Thursday, May 17, 2007

D E S E R T Cake

I just arrived from Hong Kong and dad helped me gain back my work momentum. He wanted a box of simple cake. I have so much chocolate bars stuck in the fridge. Pre-heat the oven at 350F. Grease your square pan with softened butter and flour the surface.This cake which is made of Genoise Sponge which is eggs, sugar whisked in bain marie or in adouble boiler until it feels body temperature,straight to the kitchenaide mixer,beat the egg-and-sugar mixture until ribbon stage or just until it leaves a trail when the attachment is lifted up. Gradually add the sieved cake flour and fold it in. Double checking if there are lumps in the bottom of the bowl. Bake for 20-30 minutes. After baking, invert the sponge on tray with white sugar to avoid it from sticking and let it cool.
The buttercream is made of eggs and sugar also cooked in a double boiler until body temperature. Then whip the mixture until the bowl feels cool and looks pale on high speed.
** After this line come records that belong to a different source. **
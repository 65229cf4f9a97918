/**
 * Progress API Wire Types
 *
 * This module defines the request and response bodies exchanged between
 * the sync engine and the progress server. The structures are shared
 * between client and server so both sides serialize the same JSON shape.
 *
 * Every response carries a `success` flag; error responses carry an
 * `error` string alongside `success: false`.
 */
use chrono::{DateTime, Utc};
use serde::{Deserialize, Serialize};

use crate::shared::progress::{FileKind, PendingUpdate, ProgressDocument, ProgressItem};

/// Metadata block sent with a save, identifying file type and owner
///
/// The owner field depends on the file type: kata progress carries
/// `kataId`, self-assessments carry `assessmentId`. The server classifies
/// incoming payloads from these fields.
#[derive(Debug, Clone, Serialize, Deserialize, PartialEq)]
#[serde(rename_all = "camelCase")]
pub struct SaveMetadata {
    /// Document schema version
    pub version: u32,
    /// When the document last changed
    #[serde(skip_serializing_if = "Option::is_none", default)]
    pub last_updated: Option<DateTime<Utc>>,
    /// File type this payload belongs to
    pub file_type: FileKind,
    /// Owner id for kata progress
    #[serde(skip_serializing_if = "Option::is_none", default)]
    pub kata_id: Option<String>,
    /// Owner id for self-assessments
    #[serde(skip_serializing_if = "Option::is_none", default)]
    pub assessment_id: Option<String>,
    /// Optional user id, used in self-assessment filenames
    #[serde(skip_serializing_if = "Option::is_none", default)]
    pub user_id: Option<String>,
}

impl SaveMetadata {
    /// Build metadata for an owner, filling the field matching `file_type`
    pub fn for_owner(file_type: FileKind, owner_id: impl Into<String>) -> Self {
        let owner_id = owner_id.into();
        let (kata_id, assessment_id) = match file_type {
            FileKind::KataProgress => (Some(owner_id), None),
            FileKind::SelfAssessment => (None, Some(owner_id)),
        };
        Self {
            version: 1,
            last_updated: None,
            file_type,
            kata_id,
            assessment_id,
            user_id: None,
        }
    }

    /// The owner identifier, whichever field carries it
    pub fn owner_id(&self) -> Option<&str> {
        match self.file_type {
            FileKind::KataProgress => self.kata_id.as_deref(),
            FileKind::SelfAssessment => self.assessment_id.as_deref(),
        }
    }
}

/// Body of `POST /api/progress/save`
///
/// Carries the full current document (saves are idempotent whole-document
/// writes, never diffs) plus the mutation that triggered the save.
#[derive(Debug, Clone, Serialize, Deserialize)]
#[serde(rename_all = "camelCase")]
pub struct SaveRequest {
    /// All progress items in the document
    pub items: Vec<ProgressItem>,
    /// Classification and versioning metadata
    pub metadata: SaveMetadata,
    /// The mutation that triggered this save, when there was a single one
    #[serde(skip_serializing_if = "Option::is_none", default)]
    pub update: Option<PendingUpdate>,
    /// When the request was assembled
    pub timestamp: DateTime<Utc>,
}

impl SaveRequest {
    pub fn new(
        document: &ProgressDocument,
        file_type: FileKind,
        owner_id: &str,
        update: Option<&PendingUpdate>,
    ) -> Self {
        let mut metadata = SaveMetadata::for_owner(file_type, owner_id);
        metadata.version = document.metadata.version;
        metadata.last_updated = document.metadata.last_updated;
        Self {
            items: document.items.clone(),
            metadata,
            update: update.cloned(),
            timestamp: Utc::now(),
        }
    }
}

/// Body of `POST /api/progress/save` responses
#[derive(Debug, Clone, Serialize, Deserialize, Default)]
#[serde(rename_all = "camelCase")]
pub struct SaveResponse {
    pub success: bool,
    #[serde(skip_serializing_if = "Option::is_none", default)]
    pub message: Option<String>,
    #[serde(skip_serializing_if = "Option::is_none", default)]
    pub filename: Option<String>,
    #[serde(skip_serializing_if = "Option::is_none", default)]
    pub timestamp: Option<DateTime<Utc>>,
    #[serde(skip_serializing_if = "Option::is_none", default)]
    pub file_type: Option<FileKind>,
    #[serde(skip_serializing_if = "Option::is_none", default)]
    pub error: Option<String>,
}

/// Body of `GET /api/progress/load/...` responses
///
/// `data` stays an untyped value: the server returns stored files as-is,
/// including stamping fields the document model does not carry.
#[derive(Debug, Clone, Serialize, Deserialize, Default)]
#[serde(rename_all = "camelCase")]
pub struct LoadResponse {
    pub success: bool,
    #[serde(default)]
    pub data: serde_json::Value,
    #[serde(skip_serializing_if = "Option::is_none", default)]
    pub filename: Option<String>,
    #[serde(skip_serializing_if = "Option::is_none", default)]
    pub last_modified: Option<DateTime<Utc>>,
    #[serde(skip_serializing_if = "Option::is_none", default)]
    pub error: Option<String>,
}

/// Body of `POST /api/progress/batch-sync`
#[derive(Debug, Clone, Serialize, Deserialize)]
#[serde(rename_all = "camelCase")]
pub struct BatchSyncRequest {
    /// Queued mutations in their original order
    pub updates: Vec<PendingUpdate>,
    /// Classification metadata for the owning document
    pub metadata: SaveMetadata,
}

/// Per-item failure inside a batch sync
#[derive(Debug, Clone, Serialize, Deserialize, PartialEq, Eq)]
#[serde(rename_all = "camelCase")]
pub struct BatchFailure {
    pub item_id: String,
    pub error: String,
}

/// Body of `POST /api/progress/batch-sync` responses
#[derive(Debug, Clone, Serialize, Deserialize, Default)]
#[serde(rename_all = "camelCase")]
pub struct BatchSyncResponse {
    pub success: bool,
    #[serde(default)]
    pub processed: usize,
    #[serde(default)]
    pub failed: usize,
    #[serde(default)]
    pub failures: Vec<BatchFailure>,
    #[serde(skip_serializing_if = "Option::is_none", default)]
    pub error: Option<String>,
}

/// One stored file in a `GET /api/progress/list` response
///
/// `file_type` is a plain string because the directory can hold files
/// written by other tooling that classify as `unknown`.
#[derive(Debug, Clone, Serialize, Deserialize)]
#[serde(rename_all = "camelCase")]
pub struct StoredFileSummary {
    pub filename: String,
    pub file_type: String,
    pub created: DateTime<Utc>,
    pub modified: DateTime<Utc>,
    pub size: u64,
    #[serde(default)]
    pub metadata: serde_json::Value,
}

/// Body of `GET /api/progress/list` responses
#[derive(Debug, Clone, Serialize, Deserialize, Default)]
pub struct ListResponse {
    pub success: bool,
    #[serde(default)]
    pub files: Vec<StoredFileSummary>,
}

/// Sync stamp written into stored files under `integrationData.syncMetadata`
#[derive(Debug, Clone, Serialize, Deserialize, Default, PartialEq)]
#[serde(rename_all = "camelCase")]
pub struct SyncMetadata {
    #[serde(skip_serializing_if = "Option::is_none", default)]
    pub last_sync: Option<DateTime<Utc>>,
    #[serde(skip_serializing_if = "Option::is_none", default)]
    pub sync_source: Option<SyncSource>,
}

/// Which server path stamped a file's sync metadata
#[derive(Debug, Clone, Copy, Serialize, Deserialize, PartialEq, Eq)]
#[serde(rename_all = "kebab-case")]
pub enum SyncSource {
    /// Stamped while handling a save
    ProgressServer,
    /// Stamped by the watcher path (manual sync or poller)
    FileWatcher,
}

/// Per-file entry in a sync-status report
#[derive(Debug, Clone, Serialize, Deserialize)]
#[serde(rename_all = "camelCase")]
pub struct FileSyncInfo {
    pub filename: String,
    pub file_type: String,
    pub last_modified: DateTime<Utc>,
    #[serde(default)]
    pub sync_metadata: SyncMetadata,
    pub has_sync: bool,
}

/// Aggregate watcher and stamping health for the whole store
#[derive(Debug, Clone, Serialize, Deserialize)]
#[serde(rename_all = "camelCase")]
pub struct SyncStatus {
    pub total_files: usize,
    pub synced_files: usize,
    pub unsynced_files: usize,
    pub watcher_active: bool,
    #[serde(skip_serializing_if = "Option::is_none", default)]
    pub last_poll_time: Option<DateTime<Utc>>,
    pub files: Vec<FileSyncInfo>,
}

/// Body of `GET /api/progress/sync-status` responses
#[derive(Debug, Clone, Serialize, Deserialize)]
#[serde(rename_all = "camelCase")]
pub struct SyncStatusResponse {
    pub success: bool,
    pub sync_status: SyncStatus,
}

/// Body of `POST /api/progress/sync`
///
/// Without a filename, every stored file is re-stamped.
#[derive(Debug, Clone, Serialize, Deserialize, Default)]
pub struct SyncRequest {
    #[serde(skip_serializing_if = "Option::is_none", default)]
    pub filename: Option<String>,
}

/// Body of `POST /api/progress/sync` responses
#[derive(Debug, Clone, Serialize, Deserialize, Default)]
#[serde(rename_all = "camelCase")]
pub struct SyncResponse {
    pub success: bool,
    pub message: String,
    #[serde(skip_serializing_if = "Option::is_none", default)]
    pub synced_count: Option<usize>,
    #[serde(skip_serializing_if = "Option::is_none", default)]
    pub total_files: Option<usize>,
}

/// What a clear request targets
#[derive(Debug, Clone, Copy, Serialize, Deserialize, PartialEq, Eq)]
#[serde(rename_all = "lowercase")]
pub enum ClearScope {
    Kata,
    Assessment,
    All,
}

/// Body of `POST /api/progress/clear`
#[derive(Debug, Clone, Serialize, Deserialize)]
#[serde(rename_all = "camelCase")]
pub struct ClearRequest {
    #[serde(rename = "type")]
    pub scope: ClearScope,
    #[serde(skip_serializing_if = "Option::is_none", default)]
    pub kata_id: Option<String>,
    #[serde(skip_serializing_if = "Option::is_none", default)]
    pub assessment_id: Option<String>,
}

/// Body of `POST /api/progress/clear` responses
#[derive(Debug, Clone, Serialize, Deserialize)]
#[serde(rename_all = "camelCase")]
pub struct ClearResponse {
    pub success: bool,
    pub message: String,
    pub deleted_files: Vec<String>,
    pub clear_type: ClearScope,
    pub timestamp: DateTime<Utc>,
}

/// Body of `GET /api/progress/latest` responses
#[derive(Debug, Clone, Serialize, Deserialize, Default)]
pub struct LatestResponse {
    pub success: bool,
    #[serde(default)]
    pub filename: String,
    #[serde(default)]
    pub data: serde_json::Value,
}

/// Uniform error body for every failed request
#[derive(Debug, Clone, Serialize, Deserialize)]
pub struct ErrorResponse {
    pub success: bool,
    pub error: String,
}

impl ErrorResponse {
    pub fn new(error: impl Into<String>) -> Self {
        Self {
            success: false,
            error: error.into(),
        }
    }
}

#[cfg(test)]
mod tests {
    use super::*;

    #[test]
    fn test_save_request_wire_shape() {
        let mut doc = ProgressDocument::new();
        let update = PendingUpdate::add_to_path("rust/ownership", true);
        doc.apply(&update);

        let request = SaveRequest::new(&doc, FileKind::KataProgress, "rust/ownership", Some(&update));
        let json = serde_json::to_value(&request).unwrap();

        assert_eq!(json["metadata"]["fileType"], "kata-progress");
        assert_eq!(json["metadata"]["kataId"], "rust/ownership");
        assert!(json["metadata"].get("assessmentId").is_none());
        assert_eq!(json["update"]["action"], "ADD_TO_PATH");
        assert_eq!(json["items"][0]["addedToPath"], true);
    }

    #[test]
    fn test_assessment_metadata_uses_assessment_id() {
        let metadata = SaveMetadata::for_owner(FileKind::SelfAssessment, "skill-assessment");
        assert_eq!(metadata.owner_id(), Some("skill-assessment"));
        assert!(metadata.kata_id.is_none());

        let json = serde_json::to_value(&metadata).unwrap();
        assert_eq!(json["assessmentId"], "skill-assessment");
    }

    #[test]
    fn test_clear_request_scope_field_name() {
        let request: ClearRequest =
            serde_json::from_value(serde_json::json!({"type": "kata", "kataId": "rust/intro"}))
                .unwrap();
        assert_eq!(request.scope, ClearScope::Kata);
        assert_eq!(request.kata_id.as_deref(), Some("rust/intro"));
    }

    #[test]
    fn test_save_response_tolerates_error_shape() {
        let response: SaveResponse = serde_json::from_str(
            r#"{"success": false, "error": "Validation failed: missing owner"}"#,
        )
        .unwrap();
        assert!(!response.success);
        assert!(response.filename.is_none());
        assert_eq!(
            response.error.as_deref(),
            Some("Validation failed: missing owner")
        );
    }

    #[test]
    fn test_sync_status_wire_shape() {
        let status = SyncStatusResponse {
            success: true,
            sync_status: SyncStatus {
                total_files: 2,
                synced_files: 1,
                unsynced_files: 1,
                watcher_active: true,
                last_poll_time: None,
                files: vec![],
            },
        };
        let json = serde_json::to_value(&status).unwrap();
        assert_eq!(json["syncStatus"]["totalFiles"], 2);
        assert_eq!(json["syncStatus"]["watcherActive"], true);
    }
}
Whip in the softened butter at very low speed.You will notice thatthe buttercream looks broken but increasing the speed to medium then to high will reconstitute the volume of the icing. Set it asidecovered.
The filling is just melted dark chocolate bar with a little unsweetened chocolate. For the garnish ,I always have a bowl of chocolate ganache which is a mixture of chocolate and heavy cream which I store in the fridge. I rolled this into balls and dredged it in chopped cashew nuts.Then the name of the cake was born then, I call this the D E S E R T Cake. I just dusted the top with toasted graham flour as the sand, the truffles depicts the rocks. The cake's edge was to plain so instead of putting the usual thin acetate , I used this printed glossy piece of wrapper which complemented the cake well.